Goal of the exercise:
Where does the string "limiter" occur in the entries below? Copy every line where it does.

Data:
//! Resilient gateway in front of the user, product and favourite services.
//!
//! Each downstream call goes through a bulkhead, a circuit breaker, a time
//! limiter and a retry policy; when it cannot succeed a fallback value is
//! returned with a 503 status instead of an error.

pub mod api;
pub mod breaker;
pub mod bulkhead;
pub mod config;
pub mod fallback;
pub mod limiter;
pub mod outcome;
pub mod resilience;
pub mod retry;
pub mod services;
pub mod upstream;
pub mod window;

pub use config::Cfg;
pub use fallback::ServiceResponse;
pub use outcome::{CallFailure, CallOutcome, Operation, RemoteError};
pub use resilience::Resilience;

Result of the exercise:
//! limiter and a retry policy; when it cannot succeed a fallback value is
pub mod limiter;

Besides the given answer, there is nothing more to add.